Winning with Flair: 16 Lessons from the Dirtiest Player in the Game

Lesson 2 : Never give up

No, that’s not a John Cena quote.

When Ric Flair debuted as a pro wrestler in the American Wrestling Alliance in 1972, he was fresh off an athletic career at the University of Minnesota in football, wrestling and track. Young man Ric was far different from the styling and profiling wrestling icon the world would eventually come to recognize. In his early days, Flair was a mastodon of a man who weighed-in at nearly 300 pounds and styled himself a brawler. Somehow tragedy would change all of that.

A young Ric Flair circa 1972 (via AWA archives)

On October 4, 1975, Ric Flair was on-board an airplane that flew from Charlotte to Wilmington, North Carolina along with four fellow wrestlers and two promoters. Reports indicate that the plane crashed as a result of the engine running out of fuel mid-flight, resulting in the death of its pilot and paralyzing a wrestler, Johnny Valentine. At 26-years of age, the crash left Ric Flair’s back broken in three places, and doctors predicted that he would never wrestle again.

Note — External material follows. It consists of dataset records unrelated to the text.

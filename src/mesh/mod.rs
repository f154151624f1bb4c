//! Half-edge mesh
//!
//! Arena-backed doubly-connected edge list. Vertices, half-edges and faces are
//! addressed by stable integer ids; twin/next/prev links are ids into the same
//! arena, so the mesh can be moved wholesale without fixing up references.
//!
//! ## Winding
//!
//! Faces are wound so that their interior lies on the right of each
//! half-edge, matching the front side of a Doom line. In a y-up frame that
//! makes faces clockwise (negative signed area).

mod construction;
mod topology;
mod types;
mod validation;

pub use topology::FaceHedges;
pub use types::*;

use std::collections::HashMap;

use crate::utils::{BoundingBox, Point2D};

/// Arena half-edge mesh.
#[derive(Debug, Clone, Default)]
pub struct Mesh {
    pub(crate) vertices: Vec<Vertex>,
    pub(crate) hedges: Vec<HEdge>,
    pub(crate) faces: Vec<Face>,
    /// Directed edge lookup `(origin, destination) -> half-edge`
    pub(crate) edge_map: HashMap<(VertexId, VertexId), HEdgeId>,
}

impl Mesh {
    pub fn new() -> Self {
        Self::default()
    }

    pub fn vertex_count(&self) -> usize {
        self.vertices.len()
    }

    pub fn hedge_count(&self) -> usize {
        self.hedges.len()
    }

    pub fn face_count(&self) -> usize {
        self.faces.len()
    }

    pub fn is_empty(&self) -> bool {
        self.vertices.is_empty()
    }

    pub fn vertices(&self) -> &[Vertex] {
        &self.vertices
    }

    pub fn hedges(&self) -> &[HEdge] {
        &self.hedges
    }

    pub fn faces(&self) -> &[Face] {
        &self.faces
    }

    pub fn get_vertex(&self, id: VertexId) -> Option<&Vertex> {
        self.vertices.get(id.index())
    }

    pub fn get_hedge(&self, id: HEdgeId) -> Option<&HEdge> {
        self.hedges.get(id.index())
    }

    pub fn get_face(&self, id: FaceId) -> Option<&Face> {
        self.faces.get(id.index())
    }

    /// Bounds of every vertex in the mesh.
    pub fn bounds(&self) -> BoundingBox {
        BoundingBox::from_points(self.vertices.iter().map(|v| &v.position))
    }

    pub fn position(&self, v: VertexId) -> Point2D {
        self.vertices[v.index()].position
    }
}

/// Capability shared by everything that is backed by a convex mesh polygon.
pub trait Polygonal {
    /// The face describing this object's polygon, if one is attached.
    fn poly(&self) -> Option<FaceId>;

    fn has_poly(&self) -> bool {
        self.poly().is_some()
    }

    fn poly_bounds(&self, mesh: &Mesh) -> Option<BoundingBox> {
        self.poly()
            .filter(|f| f.index() < mesh.face_count())
            .map(|f| mesh.face_bounds(f))
    }

    /// Average of the polygon's corners.
    fn poly_center(&self, mesh: &Mesh) -> Option<Point2D> {
        let face = self.poly().filter(|f| f.index() < mesh.face_count())?;
        let points = mesh.face_points(face);
        if points.is_empty() {
            return None;
        }
        let n = points.len() as f64;
        let (sx, sy) = points
            .iter()
            .fold((0.0, 0.0), |(sx, sy), p| (sx + p.x, sy + p.y));
        Some(Point2D::new(sx / n, sy / n))
    }

    fn poly_contains(&self, mesh: &Mesh, point: &Point2D, epsilon: f64) -> bool {
        self.poly()
            .filter(|f| f.index() < mesh.face_count())
            .map_or(false, |f| mesh.face_contains_point(f, point, epsilon))
    }
}

impl Polygonal for Face {
    fn poly(&self) -> Option<FaceId> {
        Some(self.id)
    }
}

Had Ric Flair accepted the medical prognosis he would certainly have chosen a different path in life. Instead, he went through torturous physical rehabilitation to get his career back on its tracks. Flair was able to return to the ring just three months after the crash. Even though the incident altered him physically and forced him to adapt his in-ring style, Ric Flair never gave up. Through resilience and determination, Ric Flair would eventually fulfill his destiny in becoming one of the greatest wrestlers of all-time.